TASK PROMPT
Your answer should consist of the lines in the data below that contain "RenderMode".

┌─ RECORDS FOR THIS TASK

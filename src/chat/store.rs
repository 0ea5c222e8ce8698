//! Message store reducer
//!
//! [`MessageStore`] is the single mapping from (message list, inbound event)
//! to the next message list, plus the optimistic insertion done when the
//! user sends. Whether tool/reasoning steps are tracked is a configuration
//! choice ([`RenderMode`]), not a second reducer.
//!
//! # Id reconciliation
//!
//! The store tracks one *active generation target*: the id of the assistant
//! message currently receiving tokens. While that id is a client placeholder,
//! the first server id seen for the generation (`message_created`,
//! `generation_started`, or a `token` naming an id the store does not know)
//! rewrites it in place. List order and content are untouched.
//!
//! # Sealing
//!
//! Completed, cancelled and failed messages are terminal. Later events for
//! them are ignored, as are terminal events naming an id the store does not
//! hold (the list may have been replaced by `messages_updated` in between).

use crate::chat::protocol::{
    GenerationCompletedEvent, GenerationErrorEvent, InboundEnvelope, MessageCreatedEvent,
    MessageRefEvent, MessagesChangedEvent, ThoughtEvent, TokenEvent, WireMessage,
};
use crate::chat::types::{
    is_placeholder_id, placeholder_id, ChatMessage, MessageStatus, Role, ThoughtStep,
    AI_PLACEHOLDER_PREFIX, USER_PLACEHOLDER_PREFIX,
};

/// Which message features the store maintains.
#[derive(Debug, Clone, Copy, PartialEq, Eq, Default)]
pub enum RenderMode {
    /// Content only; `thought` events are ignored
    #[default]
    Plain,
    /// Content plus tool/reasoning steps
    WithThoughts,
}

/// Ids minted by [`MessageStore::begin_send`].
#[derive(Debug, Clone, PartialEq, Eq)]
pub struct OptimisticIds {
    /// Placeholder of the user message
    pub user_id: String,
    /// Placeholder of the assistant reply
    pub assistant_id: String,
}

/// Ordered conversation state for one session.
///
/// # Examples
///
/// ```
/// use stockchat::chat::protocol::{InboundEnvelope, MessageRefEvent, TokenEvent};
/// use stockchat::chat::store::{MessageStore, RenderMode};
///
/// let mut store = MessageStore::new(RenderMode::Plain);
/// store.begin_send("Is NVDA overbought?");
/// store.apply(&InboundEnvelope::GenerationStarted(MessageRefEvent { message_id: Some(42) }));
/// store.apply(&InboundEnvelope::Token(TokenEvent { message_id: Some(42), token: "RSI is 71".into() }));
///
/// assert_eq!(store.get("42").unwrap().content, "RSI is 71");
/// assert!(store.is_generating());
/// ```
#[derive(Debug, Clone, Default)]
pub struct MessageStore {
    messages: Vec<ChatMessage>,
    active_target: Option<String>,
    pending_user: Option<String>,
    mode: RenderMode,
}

└─
┌─ RECORDS FOR THIS TASK

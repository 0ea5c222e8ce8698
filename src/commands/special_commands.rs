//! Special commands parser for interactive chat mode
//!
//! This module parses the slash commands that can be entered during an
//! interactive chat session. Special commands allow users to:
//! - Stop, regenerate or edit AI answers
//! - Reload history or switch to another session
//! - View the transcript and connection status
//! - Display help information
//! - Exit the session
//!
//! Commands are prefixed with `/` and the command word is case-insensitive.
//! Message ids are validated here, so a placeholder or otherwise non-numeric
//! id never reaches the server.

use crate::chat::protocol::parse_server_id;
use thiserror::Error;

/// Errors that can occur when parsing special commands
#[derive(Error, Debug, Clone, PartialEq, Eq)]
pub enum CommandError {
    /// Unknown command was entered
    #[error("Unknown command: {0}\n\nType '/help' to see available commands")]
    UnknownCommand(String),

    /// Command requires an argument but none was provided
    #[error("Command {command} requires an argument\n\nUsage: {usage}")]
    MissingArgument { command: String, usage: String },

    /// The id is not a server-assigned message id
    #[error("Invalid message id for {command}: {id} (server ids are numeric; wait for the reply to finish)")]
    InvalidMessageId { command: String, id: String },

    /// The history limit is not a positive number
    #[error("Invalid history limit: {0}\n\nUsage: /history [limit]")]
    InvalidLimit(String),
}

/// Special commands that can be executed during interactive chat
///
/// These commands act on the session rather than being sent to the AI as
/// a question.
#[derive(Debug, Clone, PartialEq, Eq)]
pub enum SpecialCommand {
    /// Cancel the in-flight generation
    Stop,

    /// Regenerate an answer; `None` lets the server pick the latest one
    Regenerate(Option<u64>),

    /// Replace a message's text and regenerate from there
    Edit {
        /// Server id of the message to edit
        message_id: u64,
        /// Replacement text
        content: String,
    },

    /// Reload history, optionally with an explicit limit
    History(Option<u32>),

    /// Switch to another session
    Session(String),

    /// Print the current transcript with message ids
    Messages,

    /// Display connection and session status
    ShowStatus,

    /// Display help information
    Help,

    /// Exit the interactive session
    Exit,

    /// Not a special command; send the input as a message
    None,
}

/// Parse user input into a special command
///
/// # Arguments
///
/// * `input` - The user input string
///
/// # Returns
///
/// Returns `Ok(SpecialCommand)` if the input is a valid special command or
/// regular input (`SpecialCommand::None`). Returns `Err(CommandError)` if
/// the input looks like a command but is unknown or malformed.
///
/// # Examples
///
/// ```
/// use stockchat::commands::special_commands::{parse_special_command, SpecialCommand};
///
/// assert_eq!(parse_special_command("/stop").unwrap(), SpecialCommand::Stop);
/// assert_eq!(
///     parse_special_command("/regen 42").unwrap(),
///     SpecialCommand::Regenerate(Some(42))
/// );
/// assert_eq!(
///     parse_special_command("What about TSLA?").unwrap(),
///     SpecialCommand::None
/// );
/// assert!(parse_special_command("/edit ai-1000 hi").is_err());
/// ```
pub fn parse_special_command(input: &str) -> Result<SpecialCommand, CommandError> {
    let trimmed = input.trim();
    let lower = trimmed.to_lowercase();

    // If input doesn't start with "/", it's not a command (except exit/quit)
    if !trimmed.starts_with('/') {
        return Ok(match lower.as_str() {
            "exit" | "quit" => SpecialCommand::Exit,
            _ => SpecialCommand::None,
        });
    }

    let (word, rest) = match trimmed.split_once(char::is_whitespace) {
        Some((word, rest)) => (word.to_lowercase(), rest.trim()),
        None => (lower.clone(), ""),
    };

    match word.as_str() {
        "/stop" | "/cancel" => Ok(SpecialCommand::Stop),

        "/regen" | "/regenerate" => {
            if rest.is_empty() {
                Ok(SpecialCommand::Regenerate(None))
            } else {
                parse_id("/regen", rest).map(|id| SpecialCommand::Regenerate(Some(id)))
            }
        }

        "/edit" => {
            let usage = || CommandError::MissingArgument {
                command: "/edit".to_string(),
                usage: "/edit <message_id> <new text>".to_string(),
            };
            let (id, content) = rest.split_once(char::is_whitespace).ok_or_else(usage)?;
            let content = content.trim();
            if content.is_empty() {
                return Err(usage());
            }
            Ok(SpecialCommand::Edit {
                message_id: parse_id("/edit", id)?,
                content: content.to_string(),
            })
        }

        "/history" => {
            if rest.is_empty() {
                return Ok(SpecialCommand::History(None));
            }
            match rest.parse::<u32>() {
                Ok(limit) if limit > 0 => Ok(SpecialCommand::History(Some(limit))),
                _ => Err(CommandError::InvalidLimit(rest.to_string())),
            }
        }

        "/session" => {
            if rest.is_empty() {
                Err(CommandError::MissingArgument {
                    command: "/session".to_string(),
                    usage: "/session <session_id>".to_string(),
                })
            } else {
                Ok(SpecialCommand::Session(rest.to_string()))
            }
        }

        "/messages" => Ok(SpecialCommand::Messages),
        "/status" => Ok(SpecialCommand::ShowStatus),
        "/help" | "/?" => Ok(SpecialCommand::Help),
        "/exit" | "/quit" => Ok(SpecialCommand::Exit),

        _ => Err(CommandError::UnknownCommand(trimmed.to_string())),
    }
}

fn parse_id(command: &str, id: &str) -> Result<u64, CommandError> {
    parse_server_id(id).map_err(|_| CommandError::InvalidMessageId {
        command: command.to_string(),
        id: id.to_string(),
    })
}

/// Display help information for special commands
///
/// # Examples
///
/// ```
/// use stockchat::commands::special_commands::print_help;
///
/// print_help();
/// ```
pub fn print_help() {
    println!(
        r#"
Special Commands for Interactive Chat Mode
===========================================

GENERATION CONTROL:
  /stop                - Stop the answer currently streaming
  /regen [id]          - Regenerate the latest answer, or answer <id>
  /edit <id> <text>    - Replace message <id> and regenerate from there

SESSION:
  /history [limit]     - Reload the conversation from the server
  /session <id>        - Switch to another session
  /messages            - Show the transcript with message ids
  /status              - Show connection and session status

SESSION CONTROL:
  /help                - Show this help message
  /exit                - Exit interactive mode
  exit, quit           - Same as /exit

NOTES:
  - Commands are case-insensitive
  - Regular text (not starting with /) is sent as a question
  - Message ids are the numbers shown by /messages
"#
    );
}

└─

WRITTEN ANSWER
//! choice ([`RenderMode`]), not a second reducer.
pub enum RenderMode {
/// use stockchat::chat::store::{MessageStore, RenderMode};
/// let mut store = MessageStore::new(RenderMode::Plain);
    mode: RenderMode,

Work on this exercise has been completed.